Renal excretion, herb-drug interaction potential and vasodilatory activities of tanshinol metabolites

Overall mean recovery of iv dosed tanshinol in rats was 88.0% in urine [including 59.6% as unchanged tanshinol, 17.8% as 3-O-methyltanshinol (M1), 0.9% as 4-O-methyltanshinol (M2), and 9.7% as tanshinol-3-O-sulfate (M7)] and 0.2% in bile (including 0.01% as unchanged tanshinol, 0.14% as M1, and negligible M2 and M7) (Table 5). The CLR values of M1, M2, and M7 (3.6–4.1 L·h−1·kg−1) were slightly greater than that of unchanged tanshinol (2.0 L·h−1·kg−1). The fractions of plasma protein-unbound M1, M2, M7, and tanshinol (fu) were 83%, 72%, 32%, and 98%, respectively, which were measured by a rapid ultrafiltration method35. Like tanshinol, the renal excretion of M1, M2, and M7 in rats mainly involved tubular secretion, rather than glomerular filtration. This was indicated by their CLR/(GFR×fu) ratios, which were 19, 22, and 42, respectively. Because of the involvement of active tubular secretion, the cellular and vesicular uptakes of M1, M2, and M7 by renal transporters were evaluated.

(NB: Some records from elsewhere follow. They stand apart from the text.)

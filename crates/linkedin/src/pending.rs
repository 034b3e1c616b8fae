use crate::error::StoreResult;
use crate::store::{read_json, write_json, KeyValueStore, PENDING_SELECTION_KEY};
use crate::types::{organization_ids, PendingSelection};
use std::sync::Arc;
use tracing::debug;

#[derive(Debug, Clone, Copy, PartialEq, Eq)]
pub enum CacheWrite {
    Stored,
    Unchanged,
}

#[derive(Clone)]
pub struct PendingSelectionCache {
    store: Arc<dyn KeyValueStore>,
}

impl PendingSelectionCache {
    pub fn new(store: Arc<dyn KeyValueStore>) -> Self {
        Self { store }
    }

    pub fn read(&self, now: i64) -> Option<PendingSelection> {
        let pending: PendingSelection = match read_json(self.store.as_ref(), PENDING_SELECTION_KEY) {
            Ok(Some(pending)) => pending,
            Ok(None) => return None,
            Err(e) => {
                debug!("Discarding unreadable pending selection: {e}");
                self.clear();
                return None;
            }
        };

        if pending.is_expired(now) {
            debug!(selection_id = ?pending.selection_id, "Pending selection expired");
            self.clear();
            return None;
        }
        if organization_ids(&pending.organizations).is_empty() {
            self.clear();
            return None;
        }
        Some(pending)
    }

    pub fn write(&self, selection: &PendingSelection, now: i64) -> StoreResult<CacheWrite> {
        if let Some(existing) = self.read(now) {
            if existing.same_prompt(selection) {
                return Ok(CacheWrite::Unchanged);
            }
        }

        let mut entry = selection.clone();
        if entry.timestamp <= 0 || entry.timestamp > now {
            entry.timestamp = now;
        }
        write_json(self.store.as_ref(), PENDING_SELECTION_KEY, &entry)?;
        Ok(CacheWrite::Stored)
    }

    pub fn clear(&self) {
        if let Err(e) = self.store.delete(PENDING_SELECTION_KEY) {
            debug!("Failed to clear pending selection: {e}");
        }
    }
}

Similar to tanshinol, M1 and M2 were transported by rat Oat1, and the Km values are shown in Table 4. Rat Oat3 also exhibited transport activities towards M1 and M2, but with lower affinity than that of Oat 1; the Km values of M1 and M2 for rat Oat2 were even greater. Both Oat1 and Oat3 mediated cellular uptake of M7; Oat1 exhibited greater Km and Vmax than Oat3 (Table 4). Oat2 did not exhibit any considerable transport activity towards M7. Similar to tanshinol, rat Mrp2, Mrp4, and Bcrp did not mediate any significant vesicular uptake of M1, M2, and M7. In addition to the rat renal transporters, human renal transporters were also evaluated with respect to their cellular and vesicular uptake of M1, M2, and M7; the transporter kinetics data are shown in Table 4. These tanshinol metabolites were considerably transported by human OAT1; human OAT2 and OAT4 also exhibited cellular uptake activities but with lower affinity; human OAT3 exhibited cellular uptake activities only towards M1 and M2. Human MRP1, MRP2, MRP3, MRP4, and BCRP did not mediate any significant transport of M1, M2, and M7.

Table 5 Comparative plasma pharmacokinetics, renal excretion, and biliary excretion of 3-O-methyltanshinol (M1), 4-O-methyltanshinol (M2), tanshinol-3-O-sulfate (M7), and unchanged tanshinol after an iv bolus or a po dose of tanshinol in rats not treated with entacapone and in rats treated with entacapone (po, 30 mg/kg).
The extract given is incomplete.